THE TASK: Would you please return the lines of the entries below starting at the line that has "absent key succeeds" and ending at the line that has "fn put(&mut self, key: &str, value: &[u8])", both included, exactly as they are?

SOURCE DATA:

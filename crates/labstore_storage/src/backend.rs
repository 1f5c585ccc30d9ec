//! Key-value backend trait definition.

use crate::error::{StorageError, StorageResult};

/// Maximum length of a storage key in bytes.
///
/// Keys double as file names in [`crate::DirBackend`], so they are kept
/// short and restricted to a safe character set.
pub const MAX_KEY_LEN: usize = 128;

/// A low-level key-value backend for LabStore.
///
/// Backends are **opaque value stores**. Each key holds one value that is
/// replaced wholesale on every write. LabStore owns all value interpretation -
/// backends do not understand collections, records, or JSON.
///
/// # Invariants
///
/// - `get` returns exactly the bytes of the last successful `put` for that key
/// - `put` replaces the whole value; a crash mid-`put` must leave the prior
///   value observable on restart (no partial writes)
/// - `remove` of an absent key succeeds
/// - Backends must be `Send + Sync` for shared access
///
/// # Implementors
///
/// - [`super::InMemoryBackend`] - For testing
/// - [`super::DirBackend`] - For persistent storage
pub trait KvBackend: Send + Sync {
    /// Reads the value stored under `key`.
    ///
    /// Returns `None` if the key has never been written (or was removed).
    ///
    /// # Errors
    ///
    /// Returns an error if the key is invalid or an I/O error occurs.
    fn get(&self, key: &str) -> StorageResult<Option<Vec<u8>>>;

    /// Replaces the value stored under `key`.
    ///
    /// The write is atomic with respect to crashes: after a failure the key
    /// holds either the prior value or the new one, never a mix.
    ///
    /// # Errors
    ///
    /// Returns an error if the key is invalid or an I/O error occurs.
    fn put(&mut self, key: &str, value: &[u8]) -> StorageResult<()>;

    /// Removes the value stored under `key`.
    ///
    /// Removing an absent key is not an error.
    ///
    /// # Errors
    ///
    /// Returns an error if the key is invalid or an I/O error occurs.
    fn remove(&mut self, key: &str) -> StorageResult<()>;

    /// Returns all keys currently holding a value, sorted.
    ///
    /// # Errors
    ///
    /// Returns an error if the key listing cannot be produced.
    fn keys(&self) -> StorageResult<Vec<String>>;

    /// Ensures all previous writes are durable.
    ///
    /// For backends with no durability (memory), this is a no-op.
    ///
    /// # Errors
    ///
    /// Returns an error if the sync operation fails.
    fn sync(&mut self) -> StorageResult<()>;
}

/// Validates a storage key.
///
/// Keys must be non-empty, at most [`MAX_KEY_LEN`] bytes, and consist of
/// ASCII lowercase letters, digits, `_`, and `-`.
///
/// # Errors
///
/// Returns [`StorageError::InvalidKey`] describing the violation.
pub fn validate_key(key: &str) -> StorageResult<()> {
    if key.is_empty() {
        return Err(StorageError::invalid_key(key, "key is empty"));
    }
    if key.len() > MAX_KEY_LEN {
        return Err(StorageError::invalid_key(
            key,
            format!("key exceeds {MAX_KEY_LEN} bytes"),
        ));
    }
    if !key
        .bytes()
        .all(|b| b.is_ascii_lowercase() || b.is_ascii_digit() || b == b'_' || b == b'-')
    {
        return Err(StorageError::invalid_key(
            key,
            "key must match [a-z0-9_-]+",
        ));
    }
    Ok(())
}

SOLUTION TO THE EXERCISE:
/// - `remove` of an absent key succeeds
/// - Backends must be `Send + Sync` for shared access
///
/// # Implementors
///
/// - [`super::InMemoryBackend`] - For testing
/// - [`super::DirBackend`] - For persistent storage
pub trait KvBackend: Send + Sync {
    /// Reads the value stored under `key`.
    ///
    /// Returns `None` if the key has never been written (or was removed).
    ///
    /// # Errors
    ///
    /// Returns an error if the key is invalid or an I/O error occurs.
    fn get(&self, key: &str) -> StorageResult<Option<Vec<u8>>>;

    /// Replaces the value stored under `key`.
    ///
    /// The write is atomic with respect to crashes: after a failure the key
    /// holds either the prior value or the new one, never a mix.
    ///
    /// # Errors
    ///
    /// Returns an error if the key is invalid or an I/O error occurs.
    fn put(&mut self, key: &str, value: &[u8]) -> StorageResult<()>;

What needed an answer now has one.